**Exercise instructions:**
Look through the data below and, wherever a line carries the word "ProjectStatus", please copy that line.

Records contained in a dataset
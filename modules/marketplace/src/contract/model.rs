use chrono::{DateTime, Utc};
use std::fmt;
use std::str::FromStr;

/// Opaque user identifier.
#[derive(Debug, Clone, PartialEq, Eq, Hash, PartialOrd, Ord)]
pub struct UserId(String);

impl UserId {
    pub fn new(raw: impl Into<String>) -> Self {
        Self(raw.into())
    }

    /// Fresh random identifier for a new account.
    pub fn generate() -> Self {
        Self(uuid::Uuid::new_v4().to_string())
    }

    pub fn as_str(&self) -> &str {
        &self.0
    }

    pub fn is_blank(&self) -> bool {
        self.0.trim().is_empty()
    }
}

impl fmt::Display for UserId {
    fn fmt(&self, f: &mut fmt::Formatter<'_>) -> fmt::Result {
        f.write_str(&self.0)
    }
}

impl From<&str> for UserId {
    fn from(raw: &str) -> Self {
        Self::new(raw)
    }
}

/// Project identifier, assigned from a monotonic counter.
#[derive(Debug, Clone, Copy, PartialEq, Eq, Hash, PartialOrd, Ord)]
pub struct ProjectId(pub u64);

impl fmt::Display for ProjectId {
    fn fmt(&self, f: &mut fmt::Formatter<'_>) -> fmt::Result {
        write!(f, "{}", self.0)
    }
}

#[derive(Debug, Clone, Copy, PartialEq, Eq)]
pub enum Role {
    Client,
    Freelancer,
}

impl Role {
    pub fn as_str(self) -> &'static str {
        match self {
            Role::Client => "client",
            Role::Freelancer => "freelancer",
        }
    }
}

impl fmt::Display for Role {
    fn fmt(&self, f: &mut fmt::Formatter<'_>) -> fmt::Result {
        f.write_str(self.as_str())
    }
}

impl FromStr for Role {
    type Err = String;

    fn from_str(s: &str) -> Result<Self, Self::Err> {
        match s.trim().to_ascii_lowercase().as_str() {
            "client" => Ok(Role::Client),
            "freelancer" => Ok(Role::Freelancer),
            other => Err(format!("unknown role '{other}' (expected client or freelancer)")),
        }
    }
}

#[derive(Debug, Clone, Copy, PartialEq, Eq)]
pub enum ProjectStatus {
    Open,
    Active,
    Completed,
}

impl ProjectStatus {
    pub fn as_str(self) -> &'static str {
        match self {
            ProjectStatus::Open => "open",
            ProjectStatus::Active => "active",
            ProjectStatus::Completed => "completed",
        }
    }
}

impl fmt::Display for ProjectStatus {
    fn fmt(&self, f: &mut fmt::Formatter<'_>) -> fmt::Result {
        f.write_str(self.as_str())
    }
}

/// Role-specific part of a user record.
#[derive(Debug, Clone, PartialEq, Eq)]
pub enum RoleProfile {
    Client {
        company: String,
    },
    Freelancer {
        skills: Vec<String>,
        portfolio: Vec<String>,
        experience: String,
    },
}

impl RoleProfile {
    pub const DEFAULT_COMPANY: &'static str = "Your Company Name";

    /// Fresh profile for a newly registered user.
    pub fn empty(role: Role) -> Self {
        match role {
            Role::Client => RoleProfile::Client {
                company: Self::DEFAULT_COMPANY.to_string(),
            },
            Role::Freelancer => RoleProfile::Freelancer {
                skills: Vec::new(),
                portfolio: Vec::new(),
                experience: String::new(),
            },
        }
    }
}

/// Pure user model for the presentation layer (no credentials, no serde)
#[derive(Debug, Clone, PartialEq, Eq)]
pub struct User {
    pub id: UserId,
    pub name: String,
    pub email: String,
    pub created_at: DateTime<Utc>,
    /// Image reference, usually a `data:` URL.
    pub avatar: Option<String>,
    pub profile: RoleProfile,
}

impl User {
    pub fn role(&self) -> Role {
        match self.profile {
            RoleProfile::Client { .. } => Role::Client,
            RoleProfile::Freelancer { .. } => Role::Freelancer,
        }
    }

    /// Skill list; always empty for clients.
    pub fn skills(&self) -> &[String] {
        match &self.profile {
            RoleProfile::Freelancer { skills, .. } => skills,
            RoleProfile::Client { .. } => &[],
        }
    }
}

/// Registration form fields
#[derive(Debug, Clone, PartialEq, Eq)]
pub struct Registration {
    pub name: String,
    pub email: String,
    pub role: Role,
    pub password: String,
    pub confirm_password: String,
}

#[derive(Debug, Clone, PartialEq, Eq)]
pub struct Project {
    pub id: ProjectId,
    pub title: String,
    pub description: String,
    pub category: Option<String>,
    pub budget: Option<u64>,
    pub timeline: Option<String>,
    pub client_id: UserId,
    pub freelancer_id: Option<UserId>,
    pub status: ProjectStatus,
    pub skills: Vec<String>,
    pub created_at: DateTime<Utc>,
}

/// Posted project form. `budget` is the raw text of the form field.
#[derive(Debug, Clone, PartialEq, Eq, Default)]
pub struct NewProject {
    pub title: Option<String>,
    pub description: String,
    pub category: Option<String>,
    pub budget: Option<String>,
    pub timeline: Option<String>,
    pub skills: Vec<String>,
}

/// Inclusive budget bounds. A missing bound imposes no constraint.
#[derive(Debug, Clone, Copy, PartialEq, Eq, Default)]
pub struct BudgetRange {
    pub min: Option<u64>,
    pub max: Option<u64>,
}

/// Catalog query; every populated field must match.
#[derive(Debug, Clone, PartialEq, Eq, Default)]
pub struct ProjectFilter {
    pub search_term: Option<String>,
    pub category: Option<String>,
    pub budget_range: Option<BudgetRange>,
}

#[derive(Debug, Clone, Copy, PartialEq, Eq, Default)]
pub struct DashboardStats {
    pub total: usize,
    pub active: usize,
    pub completed: usize,
    pub earnings: u64,
}

/// Everything the dashboard page shows for the session user
#[derive(Debug, Clone, PartialEq, Eq)]
pub struct Dashboard {
    pub user: User,
    pub stats: DashboardStats,
    pub projects: Vec<Project>,
}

**Response for this exercise:**
pub enum ProjectStatus {
impl ProjectStatus {
            ProjectStatus::Open => "open",
            ProjectStatus::Active => "active",
            ProjectStatus::Completed => "completed",
impl fmt::Display for ProjectStatus {
    pub status: ProjectStatus,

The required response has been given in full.